0,8%, 0,3 % 0,1%, le débat s'emballe entre le gouvernement, l'opposition, la commission européenne et on ne sait qui encore sur les prévisions de croissance en 2013. Tous ces acteurs s'accordent pourtant sur un point : la croissance est indispensable, et plus il y en a, mieux c'est.

Mais que signifie la « croissance » ? Plus de profits pour les capitalistes, plus de boulot, donc plus de salaire mais aussi plus d’exploitation pour les gens qui travaillent, et aussi plus d'épuisement des ressources et de destruction du milieu naturel, jusqu’à une limite fatale dont on s'approche peut-être dangereusement.

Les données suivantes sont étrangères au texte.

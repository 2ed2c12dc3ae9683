//! REST data service tests against a mock HTTP server

use std::sync::Arc;
use std::time::Duration;

use serde_json::json;
use wiremock::matchers::{body_json, header, method, path, query_param};
use wiremock::{Mock, MockServer, ResponseTemplate};

use rk_config::ServiceConfig;
use rk_provisioning::{
    AccountPatch, AccountQuery, DataService, Error, MembershipChange, NewRole, Provisioning,
    ProvisioningSettings, RestDataService, RetryPolicy, RoleName, RoleQuery, SignUpRequest,
};

fn service_for(server: &MockServer) -> RestDataService {
    let config = ServiceConfig {
        server_url: server.uri(),
        app_id: "test-app".to_string(),
        app_key: "test-key".to_string(),
        timeout_ms: 5_000,
    };
    RestDataService::new(&config).unwrap()
}

async fn signed_in(server: &MockServer) -> RestDataService {
    Mock::given(method("POST"))
        .and(path("/1.1/login"))
        .respond_with(ResponseTemplate::new(200).set_body_json(json!({
            "objectId": "u1",
            "username": "alice",
            "verify": true,
            "sessionToken": "tok-1"
        })))
        .mount(server)
        .await;

    let service = service_for(server);
    service.log_in("alice", "secret").await.unwrap();
    service
}

#[tokio::test]
async fn test_requests_carry_application_headers() {
    let server = MockServer::start().await;
    Mock::given(method("GET"))
        .and(path("/1.1/users"))
        .and(header("X-LC-Id", "test-app"))
        .and(header("X-LC-Key", "test-key"))
        .and(query_param("count", "1"))
        .and(query_param("limit", "0"))
        .respond_with(ResponseTemplate::new(200).set_body_json(json!({
            "results": [],
            "count": 3
        })))
        .expect(1)
        .mount(&server)
        .await;

    let service = service_for(&server);
    assert_eq!(service.count_accounts().await.unwrap(), 3);
}

#[tokio::test]
async fn test_sign_up_starts_a_session() {
    let server = MockServer::start().await;
    Mock::given(method("POST"))
        .and(path("/1.1/users"))
        .and(body_json(json!({
            "username": "alice",
            "password": "secret",
            "email": "alice@example.com"
        })))
        .respond_with(ResponseTemplate::new(201).set_body_json(json!({
            "objectId": "u1",
            "createdAt": "2026-01-02T03:04:05.000Z",
            "sessionToken": "tok-1"
        })))
        .expect(1)
        .mount(&server)
        .await;

    let service = service_for(&server);
    let account = service
        .sign_up(&SignUpRequest::new("alice", "secret").with_email("alice@example.com"))
        .await
        .unwrap();

    assert_eq!(account.id, "u1");
    assert_eq!(account.session_token.as_deref(), Some("tok-1"));
    assert!(account.created_at.is_some());
    assert_eq!(service.current_account().unwrap().id, "u1");
}

#[tokio::test]
async fn test_session_header_follows_log_in_and_log_out() {
    let server = MockServer::start().await;
    let service = signed_in(&server).await;

    Mock::given(method("PUT"))
        .and(path("/1.1/users/u1"))
        .and(header("X-LC-Session", "tok-1"))
        .and(body_json(json!({ "isAdmin": true })))
        .respond_with(ResponseTemplate::new(200).set_body_json(json!({
            "updatedAt": "2026-01-02T03:04:05.000Z"
        })))
        .expect(1)
        .mount(&server)
        .await;

    service
        .update_account("u1", &AccountPatch::default().with_admin(true))
        .await
        .unwrap();
    assert!(service.current_account().unwrap().is_admin);

    service.log_out().await.unwrap();
    assert!(service.current_account().is_none());
}

#[tokio::test]
async fn test_become_session_uses_given_token() {
    let server = MockServer::start().await;
    Mock::given(method("GET"))
        .and(path("/1.1/users/me"))
        .and(header("X-LC-Session", "tok-9"))
        .respond_with(ResponseTemplate::new(200).set_body_json(json!({
            "objectId": "u9",
            "username": "zoe",
            "verify": true
        })))
        .expect(1)
        .mount(&server)
        .await;

    let service = service_for(&server);
    let account = service.become_session("tok-9").await.unwrap();

    assert_eq!(account.username, "zoe");
    assert_eq!(account.session_token.as_deref(), Some("tok-9"));
}

#[tokio::test]
async fn test_listing_orders_by_member_index() {
    let server = MockServer::start().await;
    Mock::given(method("GET"))
        .and(path("/1.1/users"))
        .and(query_param("where", r#"{"verify":true}"#))
        .and(query_param("order", "memberIndex"))
        .respond_with(ResponseTemplate::new(200).set_body_json(json!({
            "results": [
                { "objectId": "u1", "username": "alice", "verify": true, "memberIndex": 0 },
                { "objectId": "u2", "username": "bob", "verify": true, "memberIndex": 1 }
            ]
        })))
        .expect(1)
        .mount(&server)
        .await;

    let service = service_for(&server);
    let accounts = service
        .query_accounts(&AccountQuery {
            verified_only: true,
        })
        .await
        .unwrap();

    let names: Vec<&str> = accounts.iter().map(|a| a.username.as_str()).collect();
    assert_eq!(names, vec!["alice", "bob"]);
}

#[tokio::test]
async fn test_listing_follows_pages() {
    let server = MockServer::start().await;
    let first_page: Vec<serde_json::Value> = (0..1000)
        .map(|i| {
            json!({
                "objectId": format!("u{}", i),
                "username": format!("user{}", i),
                "memberIndex": i
            })
        })
        .collect();

    Mock::given(method("GET"))
        .and(path("/1.1/users"))
        .and(query_param("skip", "0"))
        .respond_with(ResponseTemplate::new(200).set_body_json(json!({ "results": first_page })))
        .expect(1)
        .mount(&server)
        .await;
    Mock::given(method("GET"))
        .and(path("/1.1/users"))
        .and(query_param("skip", "1000"))
        .respond_with(ResponseTemplate::new(200).set_body_json(json!({
            "results": [
                { "objectId": "u1000", "username": "user1000", "memberIndex": 1000 },
                { "objectId": "u1001", "username": "user1001", "memberIndex": 1001 }
            ]
        })))
        .expect(1)
        .mount(&server)
        .await;

    let service = service_for(&server);
    let accounts = service
        .query_accounts(&AccountQuery {
            verified_only: false,
        })
        .await
        .unwrap();

    assert_eq!(accounts.len(), 1002);
    assert_eq!(accounts[1001].username, "user1001");
}

#[tokio::test]
async fn test_role_lookup_and_membership() {
    let server = MockServer::start().await;
    let service = signed_in(&server).await;

    Mock::given(method("GET"))
        .and(path("/1.1/roles"))
        .and(query_param("where", r#"{"name":"normal"}"#))
        .respond_with(ResponseTemplate::new(200).set_body_json(json!({
            "results": [{ "objectId": "r2", "name": "normal", "ACL": { "*": { "read": true } } }]
        })))
        .mount(&server)
        .await;

    Mock::given(method("PUT"))
        .and(path("/1.1/roles/r2"))
        .and(body_json(json!({
            "users": {
                "__op": "AddRelation",
                "objects": [{ "__type": "Pointer", "className": "_User", "objectId": "u2" }]
            }
        })))
        .respond_with(ResponseTemplate::new(200).set_body_json(json!({})))
        .expect(1)
        .mount(&server)
        .await;

    let roles = service
        .find_roles(&RoleQuery::by_name(RoleName::Normal))
        .await
        .unwrap();
    assert_eq!(roles.len(), 1);
    assert_eq!(roles[0].name, RoleName::Normal);
    assert!(roles[0].acl.public_read());

    service
        .update_role_membership("r2", MembershipChange::Add, "u2")
        .await
        .unwrap();
}

#[tokio::test]
async fn test_create_role_sends_policy_and_member() {
    let server = MockServer::start().await;
    let service = signed_in(&server).await;

    let new_role = NewRole::new(RoleName::Administrator).with_member("u1");
    let expected_acl = serde_json::to_value(&new_role.acl).unwrap();

    Mock::given(method("POST"))
        .and(path("/1.1/roles"))
        .and(body_json(json!({
            "name": "administrator",
            "ACL": expected_acl,
            "users": {
                "__op": "AddRelation",
                "objects": [{ "__type": "Pointer", "className": "_User", "objectId": "u1" }]
            }
        })))
        .respond_with(ResponseTemplate::new(201).set_body_json(json!({
            "objectId": "r1",
            "createdAt": "2026-01-02T03:04:05.000Z"
        })))
        .expect(1)
        .mount(&server)
        .await;

    let role = service.create_role(&new_role).await.unwrap();
    assert_eq!(role.id, "r1");
    assert!(role.members.contains("u1"));
}

#[tokio::test]
async fn test_api_errors_are_decoded() {
    let server = MockServer::start().await;
    Mock::given(method("POST"))
        .and(path("/1.1/functions/verifyUser"))
        .respond_with(ResponseTemplate::new(400).set_body_json(json!({
            "code": 211,
            "error": "Could not find user."
        })))
        .mount(&server)
        .await;

    let service = service_for(&server);
    let err = service
        .run_function("verifyUser", json!({ "targetUser": "ghost" }))
        .await
        .unwrap_err();

    assert_eq!(
        err,
        Error::Api {
            status: 400,
            code: 211,
            message: "Could not find user.".to_string()
        }
    );
}

#[tokio::test]
async fn test_function_result_is_unwrapped() {
    let server = MockServer::start().await;
    Mock::given(method("POST"))
        .and(path("/1.1/functions/userSignUp"))
        .respond_with(ResponseTemplate::new(200).set_body_json(json!({ "result": "ok" })))
        .mount(&server)
        .await;

    let service = service_for(&server);
    let result = service.run_function("userSignUp", json!({})).await.unwrap();
    assert_eq!(result, json!("ok"));
}

#[tokio::test]
async fn test_unverified_account_never_reaches_login_endpoint() {
    let server = MockServer::start().await;
    Mock::given(method("GET"))
        .and(path("/1.1/users"))
        .and(query_param("where", r#"{"username":"carol"}"#))
        .respond_with(ResponseTemplate::new(200).set_body_json(json!({
            "results": [{ "objectId": "u3", "username": "carol", "verify": false }]
        })))
        .mount(&server)
        .await;
    Mock::given(method("POST"))
        .and(path("/1.1/login"))
        .respond_with(ResponseTemplate::new(200).set_body_json(json!({})))
        .expect(0)
        .mount(&server)
        .await;

    let provisioning = Provisioning::new(
        Arc::new(service_for(&server)),
        ProvisioningSettings::default(),
    );
    let err = provisioning.log_in("carol", "pw").await.unwrap_err();

    assert_eq!(err, Error::not_yet_verified("carol"));
}

#[tokio::test]
async fn test_procedure_retries_against_server() {
    let server = MockServer::start().await;
    Mock::given(method("POST"))
        .and(path("/1.1/functions/deleteUser"))
        .respond_with(ResponseTemplate::new(503))
        .expect(5)
        .mount(&server)
        .await;

    let settings = ProvisioningSettings {
        retry: RetryPolicy::new(5, Duration::from_millis(5)),
        ..ProvisioningSettings::default()
    };
    let provisioning = Provisioning::new(Arc::new(service_for(&server)), settings);

    let err = provisioning.delete_account("u2").await.unwrap_err();
    assert!(matches!(
        err,
        Error::RemoteProcedureExhausted { attempts: 5, .. }
    ));
}
//! Configuration loader with file and environment variable support

use crate::{AppConfig, ConfigError, GroupConfig};
use std::env;
use std::path::PathBuf;
use tracing::info;

/// Standard config file search paths
const CONFIG_PATHS: &[&str] = &[
    "rosterkit.toml",
    "config.toml",
    "./config/rosterkit.toml",
    "/etc/rosterkit/config.toml",
];

/// Configuration loader
#[derive(Debug, Default)]
pub struct ConfigLoader {
    config_path: Option<PathBuf>,
}

impl ConfigLoader {
    /// Create a new configuration loader
    pub fn new() -> Self {
        Self { config_path: None }
    }

    /// Create a loader with a specific config file path
    pub fn with_path<P: Into<PathBuf>>(path: P) -> Self {
        Self {
            config_path: Some(path.into()),
        }
    }

    /// Load configuration from file (if found) with environment variable
    /// overrides, then validate it
    pub fn load(&self) -> Result<AppConfig, ConfigError> {
        self.load_with(|key| env::var(key).ok())
    }

    /// Same as [`load`](Self::load) with an explicit variable lookup
    pub fn load_with<F>(&self, lookup: F) -> Result<AppConfig, ConfigError>
    where
        F: Fn(&str) -> Option<String>,
    {
        let mut config = match self.find_config_file(&lookup) {
            Some(path) => {
                info!(?path, "Loading configuration from file");
                AppConfig::from_file(&path)?
            }
            None => AppConfig::default(),
        };

        apply_overrides(&mut config, &lookup);
        config.validate()?;

        Ok(config)
    }

    /// Find the configuration file to use
    fn find_config_file<F>(&self, lookup: &F) -> Option<PathBuf>
    where
        F: Fn(&str) -> Option<String>,
    {
        if let Some(path) = &self.config_path {
            if path.exists() {
                return Some(path.clone());
            }
        }

        if let Some(path) = lookup("ROSTERKIT_CONFIG") {
            let path = PathBuf::from(path);
            if path.exists() {
                return Some(path);
            }
        }

        CONFIG_PATHS
            .iter()
            .map(PathBuf::from)
            .find(|path| path.exists())
    }
}

fn apply_overrides<F>(config: &mut AppConfig, lookup: &F)
where
    F: Fn(&str) -> Option<String>,
{
    // Service
    if let Some(val) = lookup("ROSTERKIT_SERVER_URL") {
        config.service.server_url = val;
    }
    if let Some(val) = lookup("ROSTERKIT_APP_ID") {
        config.service.app_id = val;
    }
    if let Some(val) = lookup("ROSTERKIT_APP_KEY") {
        config.service.app_key = val;
    }
    if let Some(val) = lookup("ROSTERKIT_TIMEOUT_MS") {
        if let Ok(timeout) = val.parse() {
            config.service.timeout_ms = timeout;
        }
    }

    // Procedures
    if let Some(val) = lookup("ROSTERKIT_PROCEDURE_MAX_ATTEMPTS") {
        if let Ok(attempts) = val.parse() {
            config.procedures.max_attempts = attempts;
        }
    }
    if let Some(val) = lookup("ROSTERKIT_PROCEDURE_RETRY_DELAY_MS") {
        if let Ok(delay) = val.parse() {
            config.procedures.retry_delay_ms = delay;
        }
    }

    // Groups, comma separated, indexed by position
    if let Some(val) = lookup("ROSTERKIT_GROUPS") {
        let names: Vec<&str> = val
            .split(',')
            .map(str::trim)
            .filter(|s| !s.is_empty())
            .collect();
        if !names.is_empty() {
            config.groups = GroupConfig::from_names(names);
        }
    }
}
//! Provisioning Error Types

use thiserror::Error;

/// Result type alias for provisioning operations
pub type Result<T> = std::result::Result<T, Error>;

/// Error types for provisioning operations.
///
/// `Clone` so a cached account listing, failed or not, can be handed to
/// every caller that shares it.
#[derive(Error, Debug, Clone, PartialEq)]
pub enum Error {
    /// No account matches the given identity
    #[error("Account not found: {username}")]
    AccountNotFound { username: String },

    /// More than one account matches a username that should be unique
    #[error("{count} accounts share the username {username}")]
    DuplicateAccount { username: String, count: usize },

    /// The account exists but an administrator has not verified it yet
    #[error("Account {username} has not been verified by an administrator")]
    NotYetVerified { username: String },

    /// A remote procedure failed on every attempt
    #[error("Remote procedure {procedure} failed after {attempts} attempts: {last_error}")]
    RemoteProcedureExhausted {
        procedure: String,
        attempts: u32,
        last_error: String,
    },

    /// An operation assumed a role exists and it does not
    #[error("Role not found: {name}")]
    RoleNotFound { name: String },

    /// Saving a new role failed
    #[error("Failed to persist role {name}: {message}")]
    RolePersist { name: String, message: String },

    /// Generic persistence failure in the remote store
    #[error("Persistence error: {message}")]
    Persistence { message: String },

    /// The operation needs a signed-in account
    #[error("No account is signed in")]
    NotAuthenticated,

    /// Error reported by the remote API
    #[error("API error {code} (HTTP {status}): {message}")]
    Api {
        status: u16,
        code: i64,
        message: String,
    },

    /// HTTP transport failure
    #[error("HTTP error: {0}")]
    Http(String),

    /// JSON serialization/deserialization error
    #[error("JSON error: {0}")]
    Json(String),

    /// Configuration error
    #[error("Configuration error: {0}")]
    Config(String),

    /// Input rejected before reaching the remote store
    #[error("Validation error: {0}")]
    Validation(String),
}

impl Error {
    pub fn account_not_found(username: impl Into<String>) -> Self {
        Self::AccountNotFound {
            username: username.into(),
        }
    }

    pub fn not_yet_verified(username: impl Into<String>) -> Self {
        Self::NotYetVerified {
            username: username.into(),
        }
    }

    pub fn role_not_found(name: impl Into<String>) -> Self {
        Self::RoleNotFound { name: name.into() }
    }

    pub fn persistence(message: impl Into<String>) -> Self {
        Self::Persistence {
            message: message.into(),
        }
    }

    /// Stable code used in logs
    pub fn code(&self) -> &'static str {
        match self {
            Error::AccountNotFound { .. } => "ACCOUNT_NOT_FOUND",
            Error::DuplicateAccount { .. } => "DUPLICATE_ACCOUNT",
            Error::NotYetVerified { .. } => "NOT_YET_VERIFIED",
            Error::RemoteProcedureExhausted { .. } => "REMOTE_PROCEDURE_EXHAUSTED",
            Error::RoleNotFound { .. } => "ROLE_NOT_FOUND",
            Error::RolePersist { .. } => "ROLE_PERSIST_ERROR",
            Error::Persistence { .. } => "PERSISTENCE_ERROR",
            Error::NotAuthenticated => "NOT_AUTHENTICATED",
            Error::Api { .. } => "API_ERROR",
            Error::Http(_) => "HTTP_ERROR",
            Error::Json(_) => "JSON_ERROR",
            Error::Config(_) => "CONFIG_ERROR",
            Error::Validation(_) => "VALIDATION_ERROR",
        }
    }

    /// Message suitable for showing to an end user
    pub fn user_message(&self) -> String {
        match self {
            Error::AccountNotFound { .. } => "The account does not exist.".to_string(),
            Error::NotYetVerified { .. } => {
                "Your account has not been verified by a team administrator yet, so you cannot log in."
                    .to_string()
            }
            Error::RemoteProcedureExhausted { attempts, .. } => format!(
                "The server did not respond after {} attempts. Please try again later.",
                attempts
            ),
            Error::NotAuthenticated => "Please log in first.".to_string(),
            Error::Api { message, .. } => message.clone(),
            Error::Validation(message) => message.clone(),
            _ => "Something went wrong. Please try again later.".to_string(),
        }
    }

    /// Whether the error is a precondition or ordering defect rather than a
    /// transient failure
    pub fn is_precondition(&self) -> bool {
        matches!(self, Error::RoleNotFound { .. } | Error::Config(_))
    }
}

impl From<reqwest::Error> for Error {
    fn from(err: reqwest::Error) -> Self {
        Error::Http(err.to_string())
    }
}

impl From<serde_json::Error> for Error {
    fn from(err: serde_json::Error) -> Self {
        Error::Json(err.to_string())
    }
}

Pour autant, il est naïf d'en appeler à une « décroissance » concertée et maitrisée. Le capitalisme ne peut pas décroitre volontairement : son déséquilibre dynamique exige une accumulation continue, que seules des crises viennent parfois violemment contrarier. Le capitalisme est un système d'exploitation et de domination qui a la particularité d'embarquer tout le monde, dominants comme dominés, dans son emballement sans issue. Mais ceux qui en bénéficient - les patrons, les politiciens, les élites sociales - préfèrent entrainer le monde entier dans cette course vers la mort plutôt que de risquer de perdre leurs misérables privilèges.